▶ What the exercise asks: Given the material below, return only the lines starting at the line with "return Ok(());" and ending at the line with "for (name, cache)", exactly as they appear.

▶ Data supplied:
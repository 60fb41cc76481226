//! Embedded cache manager.
//!
//! Runs in-process and hands out either an [`InMemoryCache`] or an
//! [`LmdbCache`] per cache definition, depending on its storage mode.
//! Persistent caches live in `<store_dir>/<cache-name>/`.

use std::collections::HashMap;
use std::sync::atomic::{AtomicBool, Ordering};
use std::sync::{Arc, RwLock};

use txbuf_core::{
    CacheConfiguration, CacheError, GlobalConfiguration, StorageMode, TxBufError, TxBufResult,
};

use super::lmdb_backend::LmdbCache;
use super::memory::InMemoryCache;
use super::traits::{CacheBackend, CacheManager, CacheManagerFactory};

#[derive(Clone)]
enum DefinedCache {
    Memory(Arc<InMemoryCache>),
    Lmdb(Arc<LmdbCache>),
}

impl DefinedCache {
    fn backend(&self) -> Arc<dyn CacheBackend> {
        match self {
            DefinedCache::Memory(cache) => cache.clone(),
            DefinedCache::Lmdb(cache) => cache.clone(),
        }
    }
}

/// In-process cache manager over the memory and LMDB backends.
pub struct EmbeddedCacheManager {
    global: GlobalConfiguration,
    caches: RwLock<HashMap<String, DefinedCache>>,
    shut_down: AtomicBool,
}

impl EmbeddedCacheManager {
    /// Start a manager with the given global configuration.
    pub fn start(global: GlobalConfiguration) -> TxBufResult<Self> {
        global.validate()?;
        tracing::info!(
            manager = %global.name,
            store_dir = %global.store_dir.display(),
            "Using embedded cache manager"
        );
        Ok(Self {
            global,
            caches: RwLock::new(HashMap::new()),
            shut_down: AtomicBool::new(false),
        })
    }

    pub fn global(&self) -> &GlobalConfiguration {
        &self.global
    }

    fn poisoned(&self, cache_name: &str) -> TxBufError {
        TxBufError::Cache(CacheError::LockPoisoned {
            cache_name: cache_name.to_string(),
        })
    }

    fn open_cache(&self, config: &CacheConfiguration) -> TxBufResult<DefinedCache> {
        let settings = config.settings();
        match settings.storage {
            StorageMode::Memory => Ok(DefinedCache::Memory(Arc::new(
                InMemoryCache::with_statistics(&config.cache_name, settings.statistics),
            ))),
            StorageMode::Persistent => {
                let cache = LmdbCache::open(
                    &config.cache_name,
                    self.global.cache_dir(&config.cache_name),
                    settings.map_size_mb.unwrap_or(self.global.map_size_mb),
                    self.global.max_readers,
                    settings.statistics,
                )
                .map_err(|e| e.into_cache_error(&config.cache_name))?;
                Ok(DefinedCache::Lmdb(Arc::new(cache)))
            }
        }
    }
}

impl CacheManager for EmbeddedCacheManager {
    fn name(&self) -> &str {
        &self.global.name
    }

    fn define_cache(&self, config: &CacheConfiguration) -> TxBufResult<Arc<dyn CacheBackend>> {
        if self.shut_down.load(Ordering::Acquire) {
            return Err(TxBufError::Cache(CacheError::BackendUnavailable {
                cache_name: config.cache_name.clone(),
                reason: format!("cache manager '{}' is shut down", self.global.name),
            }));
        }

        let mut caches = self
            .caches
            .write()
            .map_err(|_| self.poisoned(&config.cache_name))?;

        if let Some(existing) = caches.get(&config.cache_name) {
            return Ok(existing.backend());
        }

        let cache = self.open_cache(config)?;
        tracing::debug!(
            cache = %config.cache_name,
            source_name = %config.definition.source_name,
            storage = ?config.settings().storage,
            "Defined cache"
        );
        let backend = cache.backend();
        caches.insert(config.cache_name.clone(), cache);
        Ok(backend)
    }

    fn remove_cache(&self, cache_name: &str) -> TxBufResult<()> {
        let removed = self
            .caches
            .write()
            .map_err(|_| self.poisoned(cache_name))?
            .remove(cache_name);

        let dir = match removed {
            Some(DefinedCache::Lmdb(cache)) => cache.path().to_path_buf(),
            _ => self.global.cache_dir(cache_name),
        };

        if dir.exists() {
            std::fs::remove_dir_all(&dir).map_err(|e| {
                TxBufError::Cache(CacheError::Shutdown {
                    cache_name: cache_name.to_string(),
                    reason: format!("failed to remove {}: {}", dir.display(), e),
                })
            })?;
        }
        Ok(())
    }

    fn cache_exists(&self, cache_name: &str) -> bool {
        let defined = self
            .caches
            .read()
            .map(|caches| caches.contains_key(cache_name))
            .unwrap_or(false);
        defined || self.global.cache_dir(cache_name).exists()
    }

    fn cache_names(&self) -> Vec<String> {
        let mut names: Vec<String> = self
            .caches
            .read()
            .map(|caches| caches.keys().cloned().collect())
            .unwrap_or_default();
        names.sort();
        names
    }

    fn shutdown(&self) -> TxBufResult<()> {
        if self.shut_down.swap(true, Ordering::AcqRel) {
            return Ok(());
        }

        let drained: Vec<(String, DefinedCache)> = self
            .caches
            .write()
            .map_err(|_| self.poisoned(&self.global.name))?
            .drain()
            .collect();

        let mut first_error = None;
        for (name, cache) in drained {
            if let DefinedCache::Lmdb(lmdb) = cache {
                if let Err(e) = lmdb.sync() {
                    tracing::warn!(cache = %name, error = %e, "Failed to sync cache on shutdown");
                    first_error.get_or_insert(e);
                }
            }
        }

        tracing::info!(manager = %self.global.name, "Shut down embedded cache manager");
        match first_error {
            Some(e) => Err(e),
            None => Ok(()),
        }
    }
}

/// Factory for [`EmbeddedCacheManager`].
#[derive(Debug, Clone, Copy, Default)]
pub struct EmbeddedCacheManagerFactory;

impl CacheManagerFactory for EmbeddedCacheManagerFactory {
    fn start(&self, global: &GlobalConfiguration) -> TxBufResult<Box<dyn CacheManager>> {
        Ok(Box::new(EmbeddedCacheManager::start(global.clone())?))
    }
}

#[cfg(test)]
mod tests {
    use super::*;
    use tempfile::TempDir;
    use txbuf_core::{CacheDefinition, CacheSettings};

    fn configuration(name: &str, storage: StorageMode) -> CacheConfiguration {
        CacheConfiguration {
            cache_name: name.to_string(),
            definition: CacheDefinition {
                source_name: format!("user_{}", name),
                settings: CacheSettings {
                    storage,
                    ..Default::default()
                },
            },
        }
    }

    fn manager(temp_dir: &TempDir) -> EmbeddedCacheManager {
        EmbeddedCacheManager::start(GlobalConfiguration {
            store_dir: temp_dir.path().to_path_buf(),
            map_size_mb: 10,
            ..Default::default()
        })
        .expect("manager should start")
    }

    #[test]
    fn test_define_returns_same_cache_twice() {
        let temp_dir = TempDir::new().expect("TempDir creation should succeed");
        let manager = manager(&temp_dir);
        let config = configuration("events", StorageMode::Memory);

        let first = manager.define_cache(&config).expect("define should succeed");
        first.put(b"k", b"v").expect("put should succeed");

        let second = manager.define_cache(&config).expect("define should succeed");
        assert_eq!(second.get(b"k").expect("get should succeed"), Some(b"v".to_vec()));
        assert_eq!(manager.cache_names(), vec!["events".to_string()]);
    }

    #[test]
    fn test_persistent_cache_lives_under_store_dir() {
        let temp_dir = TempDir::new().expect("TempDir creation should succeed");
        let manager = manager(&temp_dir);

        manager
            .define_cache(&configuration("transactions", StorageMode::Persistent))
            .expect("define should succeed");
        assert!(temp_dir.path().join("transactions").is_dir());
        assert!(manager.cache_exists("transactions"));
    }

    #[test]
    fn test_remove_cache_deletes_storage() {
        let temp_dir = TempDir::new().expect("TempDir creation should succeed");
        let manager = manager(&temp_dir);

        let persistent = manager
            .define_cache(&configuration("transactions", StorageMode::Persistent))
            .expect("define should succeed");
        manager
            .define_cache(&configuration("events", StorageMode::Memory))
            .expect("define should succeed");
        drop(persistent);

        manager.remove_cache("transactions").expect("remove should succeed");
        manager.remove_cache("events").expect("remove should succeed");

        assert!(!manager.cache_exists("transactions"));
        assert!(!manager.cache_exists("events"));
        assert!(!temp_dir.path().join("transactions").exists());
        // Removing an unknown cache is a no-op.
        manager.remove_cache("unknown").expect("remove should succeed");
    }

    #[test]
    fn test_define_after_shutdown_fails() {
        let temp_dir = TempDir::new().expect("TempDir creation should succeed");
        let manager = manager(&temp_dir);

        manager.shutdown().expect("shutdown should succeed");
        manager.shutdown().expect("second shutdown should be a no-op");

        let err = match manager.define_cache(&configuration("events", StorageMode::Memory)) {
            Ok(_) => panic!("define after shutdown should fail"),
            Err(e) => e,
        };
        assert!(matches!(
            err,
            TxBufError::Cache(CacheError::BackendUnavailable { .. })
        ));
    }

    #[test]
    fn test_factory_rejects_invalid_global() {
        let global = GlobalConfiguration {
            max_readers: 0,
            ..Default::default()
        };
        assert!(EmbeddedCacheManagerFactory.start(&global).is_err());
    }
}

▶ Written reply:
            return Ok(());
        }

        let drained: Vec<(String, DefinedCache)> = self
            .caches
            .write()
            .map_err(|_| self.poisoned(&self.global.name))?
            .drain()
            .collect();

        let mut first_error = None;
        for (name, cache) in drained {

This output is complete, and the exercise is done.